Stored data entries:
┌────────

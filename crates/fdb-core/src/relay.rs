//! Log tail → chat relay loop.

use std::{
    sync::{
        atomic::{AtomicU64, Ordering},
        Arc,
    },
    time::Duration,
};

use tokio::{sync::mpsc, time::sleep};
use tokio_util::sync::CancellationToken;

use crate::{
    classifier::{classify, format_relay},
    domain::{ChannelRef, RawLine},
    messaging::{port::MessagingPort, types::truncate_message},
};

/// One send plus one retry.
const SEND_ATTEMPTS: u32 = 2;

#[derive(Clone, Debug)]
pub struct RelayConfig {
    pub marker: String,
    pub tag: String,
    pub retry_backoff: Duration,
}

/// Counters reported when the loop exits.
#[derive(Clone, Copy, Debug, Default, PartialEq, Eq)]
pub struct RelayStats {
    pub lines: u64,
    pub relayed: u64,
    pub read_errors: u64,
    pub dropped: u64,
}

/// Live relay counters, readable while the loop runs and after it is aborted.
#[derive(Debug, Default)]
pub struct RelayCounters {
    lines: AtomicU64,
    relayed: AtomicU64,
    read_errors: AtomicU64,
    dropped: AtomicU64,
}

impl RelayCounters {
    pub fn snapshot(&self) -> RelayStats {
        RelayStats {
            lines: self.lines.load(Ordering::Relaxed),
            relayed: self.relayed.load(Ordering::Relaxed),
            read_errors: self.read_errors.load(Ordering::Relaxed),
            dropped: self.dropped.load(Ordering::Relaxed),
        }
    }

    fn bump(counter: &AtomicU64) {
        counter.fetch_add(1, Ordering::Relaxed);
    }
}

/// Forward chat lines from `lines` to `dest` until `cancel` fires or the line
/// source closes.
///
/// Cancellation is checked before every receive, so once it fires no further
/// line is picked up. A send already in progress is allowed to finish.
pub async fn run_relay(
    lines: mpsc::Receiver<RawLine>,
    messenger: Arc<dyn MessagingPort>,
    dest: ChannelRef,
    cfg: RelayConfig,
    cancel: CancellationToken,
) -> RelayStats {
    run_relay_counted(lines, messenger, dest, cfg, cancel, Arc::default()).await
}

/// [`run_relay`] recording into caller-owned `counters`.
pub async fn run_relay_counted(
    mut lines: mpsc::Receiver<RawLine>,
    messenger: Arc<dyn MessagingPort>,
    dest: ChannelRef,
    cfg: RelayConfig,
    cancel: CancellationToken,
    counters: Arc<RelayCounters>,
) -> RelayStats {
    let max_len = messenger.capabilities().max_message_len;

    loop {
        tokio::select! {
          biased;
          _ = cancel.cancelled() => {
            tracing::debug!("relay cancelled");
            break;
          }
          line = lines.recv() => {
            let Some(line) = line else {
              tracing::warn!("log follower closed its line stream");
              break;
            };
            RelayCounters::bump(&counters.lines);

            let payload = match classify(&line, &cfg.marker) {
              Ok(Some(p)) => p,
              Ok(None) => continue,
              Err(e) => {
                RelayCounters::bump(&counters.read_errors);
                tracing::warn!(error = %e, read_at = %line.read_at, "skipping unreadable log line");
                continue;
              }
            };
            let text = truncate_message(&format_relay(&cfg.tag, payload), max_len);
            tracing::debug!(read_at = %line.read_at, len = text.len(), "relaying chat line");

            if deliver(messenger.as_ref(), dest, &text, cfg.retry_backoff, &cancel).await {
              RelayCounters::bump(&counters.relayed);
            } else {
              RelayCounters::bump(&counters.dropped);
            }
          }
        }
    }

    counters.snapshot()
}

/// Best-effort send with one retry. Returns whether the message went out.
async fn deliver(
    messenger: &dyn MessagingPort,
    dest: ChannelRef,
    text: &str,
    backoff: Duration,
    cancel: &CancellationToken,
) -> bool {
    for attempt in 1..=SEND_ATTEMPTS {
        match messenger.send_text(dest, text).await {
            Ok(_) => return true,
            Err(e) if attempt < SEND_ATTEMPTS => {
                tracing::warn!(attempt, error = %e, "relay send failed, retrying");
                tokio::select! {
                  _ = cancel.cancelled() => {
                    tracing::warn!("shutdown during retry backoff, dropping message");
                    return false;
                  }
                  _ = sleep(backoff) => {}
                }
            }
            Err(e) => {
                tracing::warn!(attempt, error = %e, "relay send failed, dropping message");
            }
        }
    }
    false
}

#[cfg(test)]
mod tests {
    use super::*;
    use crate::{
        test_support::{wait_until, FakeMessenger},
        Error,
    };
    use std::sync::atomic::Ordering;

    const DEST: ChannelRef = ChannelRef(555);

    fn cfg() -> RelayConfig {
        RelayConfig {
            marker: "[CHAT]".to_string(),
            tag: "[Factorio]".to_string(),
            retry_backoff: Duration::from_millis(1),
        }
    }

    fn spawn_relay(
        api: Arc<FakeMessenger>,
        cancel: CancellationToken,
    ) -> (
        mpsc::Sender<RawLine>,
        tokio::task::JoinHandle<RelayStats>,
    ) {
        let (tx, rx) = mpsc::channel(16);
        let handle = tokio::spawn(run_relay(rx, api, DEST, cfg(), cancel));
        (tx, handle)
    }

    #[tokio::test]
    async fn relays_chat_lines_only() {
        let api = Arc::new(FakeMessenger::default());
        let cancel = CancellationToken::new();
        let (tx, handle) = spawn_relay(api.clone(), cancel.clone());

        tx.send(RawLine::ok("2021-01-01 12:00:00 [CHAT] alice: hello"))
            .await
            .unwrap();
        tx.send(RawLine::ok("2021-01-01 12:00:00 [JOIN] alice"))
            .await
            .unwrap();
        tx.send(RawLine::ok("2021-01-01 12:00:01 [CHAT]"))
            .await
            .unwrap();
        tx.send(RawLine::failed(Error::External("bad read".to_string())))
            .await
            .unwrap();
        tx.send(RawLine::ok("2021-01-01 12:00:02 [CHAT] bob: hi"))
            .await
            .unwrap();
        tx.send(RawLine::ok("2021-01-01 12:00:03 [CHAT]   "))
            .await
            .unwrap();
        drop(tx);

        let stats = handle.await.unwrap();
        assert_eq!(
            api.sent_texts(),
            vec![
                "[Factorio]alice: hello".to_string(),
                "[Factorio]bob: hi".to_string(),
                "[Factorio]".to_string(),
            ]
        );
        assert!(api.sends.lock().unwrap().iter().all(|(c, _)| *c == DEST));
        assert_eq!(
            stats,
            RelayStats {
                lines: 6,
                relayed: 3,
                read_errors: 1,
                dropped: 0,
            }
        );
    }

    #[tokio::test]
    async fn no_sends_after_cancellation() {
        let api = Arc::new(FakeMessenger::default());
        let cancel = CancellationToken::new();
        let (tx, handle) = spawn_relay(api.clone(), cancel.clone());

        tx.send(RawLine::ok("[CHAT] first")).await.unwrap();
        assert!(wait_until(Duration::from_secs(2), || api.sent_texts().len() == 1).await);

        cancel.cancel();
        let stats = handle.await.unwrap();
        assert_eq!(stats.relayed, 1);

        // The loop is gone: later lines have nowhere to go and nothing is sent.
        assert!(tx.send(RawLine::ok("[CHAT] second")).await.is_err());
        assert_eq!(api.sent_texts(), vec!["[Factorio]first".to_string()]);
    }

    #[tokio::test]
    async fn queued_lines_are_not_sent_once_cancelled() {
        let api = Arc::new(FakeMessenger::default());
        let cancel = CancellationToken::new();
        let (tx, rx) = mpsc::channel(16);
        for i in 0..5 {
            tx.send(RawLine::ok(format!("[CHAT] line {i}"))).await.unwrap();
        }
        cancel.cancel();

        let stats = run_relay(rx, api.clone(), DEST, cfg(), cancel).await;
        assert_eq!(stats, RelayStats::default());
        assert!(api.sent_texts().is_empty());
    }

    #[tokio::test]
    async fn failed_send_is_retried_once() {
        let api = Arc::new(FakeMessenger::default());
        api.fail_next.store(1, Ordering::SeqCst);
        let (tx, rx) = mpsc::channel(4);
        tx.send(RawLine::ok("[CHAT] hello")).await.unwrap();
        drop(tx);

        let stats = run_relay(rx, api.clone(), DEST, cfg(), CancellationToken::new()).await;
        assert_eq!(stats.relayed, 1);
        assert_eq!(stats.dropped, 0);
        assert_eq!(api.sent_texts().len(), 2);
    }

    #[tokio::test]
    async fn message_is_dropped_after_second_failure_and_loop_continues() {
        let api = Arc::new(FakeMessenger::default());
        api.fail_next.store(2, Ordering::SeqCst);
        let (tx, rx) = mpsc::channel(4);
        tx.send(RawLine::ok("[CHAT] lost")).await.unwrap();
        tx.send(RawLine::ok("[CHAT] kept")).await.unwrap();
        drop(tx);

        let stats = run_relay(rx, api.clone(), DEST, cfg(), CancellationToken::new()).await;
        assert_eq!(stats.dropped, 1);
        assert_eq!(stats.relayed, 1);
        assert_eq!(
            api.sent_texts(),
            vec![
                "[Factorio]lost".to_string(),
                "[Factorio]lost".to_string(),
                "[Factorio]kept".to_string()
            ]
        );
    }

    #[tokio::test]
    async fn cancellation_during_backoff_drops_the_message() {
        let api = Arc::new(FakeMessenger::default());
        api.fail_next.store(1, Ordering::SeqCst);
        let cancel = CancellationToken::new();
        let (tx, rx) = mpsc::channel(4);
        tx.send(RawLine::ok("[CHAT] slow")).await.unwrap();

        let relay_cfg = RelayConfig {
            retry_backoff: Duration::from_secs(60),
            ..cfg()
        };
        let handle = tokio::spawn(run_relay(rx, api.clone(), DEST, relay_cfg, cancel.clone()));
        assert!(wait_until(Duration::from_secs(2), || api.sent_texts().len() == 1).await);
        cancel.cancel();

        let stats = tokio::time::timeout(Duration::from_secs(2), handle)
            .await
            .expect("relay should stop promptly")
            .unwrap();
        assert_eq!(stats.dropped, 1);
        assert_eq!(api.sent_texts().len(), 1);
        drop(tx);
    }

    #[tokio::test]
    async fn long_lines_are_truncated_to_platform_limit() {
        let api = Arc::new(FakeMessenger {
            max_message_len: Some(20),
            ..Default::default()
        });
        let (tx, rx) = mpsc::channel(4);
        tx.send(RawLine::ok(format!("[CHAT] {}", "x".repeat(100))))
            .await
            .unwrap();
        drop(tx);

        run_relay(rx, api.clone(), DEST, cfg(), CancellationToken::new()).await;
        let sent = api.sent_texts();
        assert_eq!(sent.len(), 1);
        assert_eq!(sent[0].chars().count(), 20);
        assert!(sent[0].starts_with("[Factorio]xxx"));
    }

    #[tokio::test]
    async fn counters_are_visible_while_a_send_hangs() {
        let api = Arc::new(FakeMessenger::default());
        api.hang_sends.store(true, Ordering::SeqCst);
        let counters = Arc::new(RelayCounters::default());
        let (tx, rx) = mpsc::channel(4);
        tx.send(RawLine::ok("[CHAT] stuck")).await.unwrap();

        let handle = tokio::spawn(run_relay_counted(
            rx,
            api.clone(),
            DEST,
            cfg(),
            CancellationToken::new(),
            counters.clone(),
        ));
        assert!(wait_until(Duration::from_secs(2), || api.sent_texts().len() == 1).await);
        handle.abort();

        assert_eq!(
            counters.snapshot(),
            RelayStats {
                lines: 1,
                ..RelayStats::default()
            }
        );
        drop(tx);
    }
}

└────────

For every line of the data above that contains "struct", copy that line.

pub struct RelayConfig {
pub struct RelayStats {
pub struct RelayCounters {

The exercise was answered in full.